● **WHAT IS EXPECTED**
Search the records below for "serde"; copy each line that has it.

● **SUPPLIED ENTRIES**
* * *
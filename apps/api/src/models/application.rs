use std::fmt;
use std::str::FromStr;

use chrono::{DateTime, Utc};
use serde::{Deserialize, Serialize};
use uuid::Uuid;

use crate::analysis::learning_plan::LearningPlan;
use crate::analysis::matcher::JobAnalysis;

/// Where the candidate is with an application. Any status may follow any other.
#[derive(Debug, Clone, Copy, Default, PartialEq, Eq, Serialize, Deserialize)]
#[serde(rename_all = "snake_case")]
pub enum ApplicationStatus {
    #[default]
    Analyzed,
    InProgress,
    Completed,
}

impl ApplicationStatus {
    pub fn as_str(&self) -> &'static str {
        match self {
            ApplicationStatus::Analyzed => "analyzed",
            ApplicationStatus::InProgress => "in_progress",
            ApplicationStatus::Completed => "completed",
        }
    }
}

impl fmt::Display for ApplicationStatus {
    fn fmt(&self, f: &mut fmt::Formatter<'_>) -> fmt::Result {
        f.write_str(self.as_str())
    }
}

impl FromStr for ApplicationStatus {
    type Err = String;

    fn from_str(s: &str) -> Result<Self, Self::Err> {
        match s {
            "analyzed" => Ok(ApplicationStatus::Analyzed),
            "in_progress" => Ok(ApplicationStatus::InProgress),
            "completed" => Ok(ApplicationStatus::Completed),
            other => Err(format!("unknown application status '{other}'")),
        }
    }
}

/// One user's analysis of one job posting.
#[derive(Debug, Clone, Serialize, Deserialize)]
#[serde(rename_all = "camelCase")]
pub struct JobApplication {
    pub id: Uuid,
    pub user_id: Uuid,
    pub job_description: String,
    pub job_title: String,
    #[serde(skip_serializing_if = "Option::is_none")]
    pub company_name: Option<String>,
    pub match_score: u8,
    pub analysis: JobAnalysis,
    pub learning_plan: LearningPlan,
    pub status: ApplicationStatus,
    pub created_at: DateTime<Utc>,
    pub updated_at: DateTime<Utc>,
}

/// Insert payload produced by the analysis pipeline.
#[derive(Debug, Clone)]
pub struct NewJobApplication {
    pub user_id: Uuid,
    pub job_description: String,
    pub job_title: String,
    pub company_name: Option<String>,
    pub match_score: u8,
    pub analysis: JobAnalysis,
    pub learning_plan: LearningPlan,
}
* * *
● **TASK OUTPUT**
use serde::{Deserialize, Serialize};
#[serde(rename_all = "snake_case")]
#[serde(rename_all = "camelCase")]
    #[serde(skip_serializing_if = "Option::is_none")]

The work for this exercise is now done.